= Beginning of Section =

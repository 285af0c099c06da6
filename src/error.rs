//! Error taxonomy shared by the gateways and the engines.

use thiserror::Error;

/// Any network, HTTP, decoding or transport failure reported by a gateway.
#[derive(Debug, Clone, PartialEq, Eq, Error)]
#[error("{message}")]
pub struct RemoteError {
    /// Human-readable message shown to the user.
    pub message: String,
}

impl RemoteError {
    pub fn new(message: impl Into<String>) -> Self {
        Self {
            message: message.into(),
        }
    }

    /// Use `fallback` when the underlying failure carried no message.
    pub fn or_generic(self, fallback: &str) -> Self {
        if self.message.trim().is_empty() {
            Self::new(fallback)
        } else {
            self
        }
    }
}

impl From<reqwest::Error> for RemoteError {
    fn from(e: reqwest::Error) -> Self {
        Self::new(e.to_string())
    }
}

impl From<serde_json::Error> for RemoteError {
    fn from(e: serde_json::Error) -> Self {
        Self::new(e.to_string())
    }
}

impl From<std::io::Error> for RemoteError {
    fn from(e: std::io::Error) -> Self {
        Self::new(e.to_string())
    }
}

impl From<tokio_tungstenite::tungstenite::Error> for RemoteError {
    fn from(e: tokio_tungstenite::tungstenite::Error) -> Self {
        Self::new(e.to_string())
    }
}

/// Failure of a wizard stage operation.
#[derive(Debug, Clone, PartialEq, Eq, Error)]
pub enum WizardError {
    /// Local precondition failed; nothing was sent.
    #[error("{0}")]
    Validation(&'static str),
    /// A stage-blocking network call failed.
    #[error("{0}")]
    Remote(String),
    /// The operation does not belong to the current stage.
    #[error("operation not allowed in the current stage")]
    WrongStage,
    /// A later stage ran without a delivery id.
    #[error("Delivery ID not found")]
    MissingDelivery,
}

impl From<RemoteError> for WizardError {
    fn from(e: RemoteError) -> Self {
        Self::Remote(e.message)
    }
}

= End of Section =

▶ [PROBLEM REQUIREMENTS]:
Write out the data a second time, exactly the same.

▶ [TASK ANSWER]:
repository 285af0c099c06da6
filename src/error.rs
//! Error taxonomy shared by the gateways and the engines.

use thiserror::Error;

/// Any network, HTTP, decoding or transport failure reported by a gateway.
#[derive(Debug, Clone, PartialEq, Eq, Error)]
#[error("{message}")]
pub struct RemoteError {
    /// Human-readable message shown to the user.
    pub message: String,
}

impl RemoteError {
    pub fn new(message: impl Into<String>) -> Self {
        Self {
            message: message.into(),
        }
    }

    /// Use `fallback` when the underlying failure carried no message.
    pub fn or_generic(self, fallback: &str) -> Self {
        if self.message.trim().is_empty() {
            Self::new(fallback)
        } else {
            self
        }
    }
}

impl From<reqwest::Error> for RemoteError {
    fn from(e: reqwest::Error) -> Self {
        Self::new(e.to_string())
    }
}

impl From<serde_json::Error> for RemoteError {
    fn from(e: serde_json::Error) -> Self {
        Self::new(e.to_string())
    }
}

impl From<std::io::Error> for RemoteError {
    fn from(e: std::io::Error) -> Self {
        Self::new(e.to_string())
    }
}

impl From<tokio_tungstenite::tungstenite::Error> for RemoteError {
    fn from(e: tokio_tungstenite::tungstenite::Error) -> Self {
        Self::new(e.to_string())
    }
}

/// Failure of a wizard stage operation.
#[derive(Debug, Clone, PartialEq, Eq, Error)]
pub enum WizardError {
    /// Local precondition failed; nothing was sent.
    #[error("{0}")]
    Validation(&'static str),
    /// A stage-blocking network call failed.
    #[error("{0}")]
    Remote(String),
    /// The operation does not belong to the current stage.
    #[error("operation not allowed in the current stage")]
    WrongStage,
    /// A later stage ran without a delivery id.
    #[error("Delivery ID not found")]
    MissingDelivery,
}

impl From<RemoteError> for WizardError {
    fn from(e: RemoteError) -> Self {
        Self::Remote(e.message)
    }
}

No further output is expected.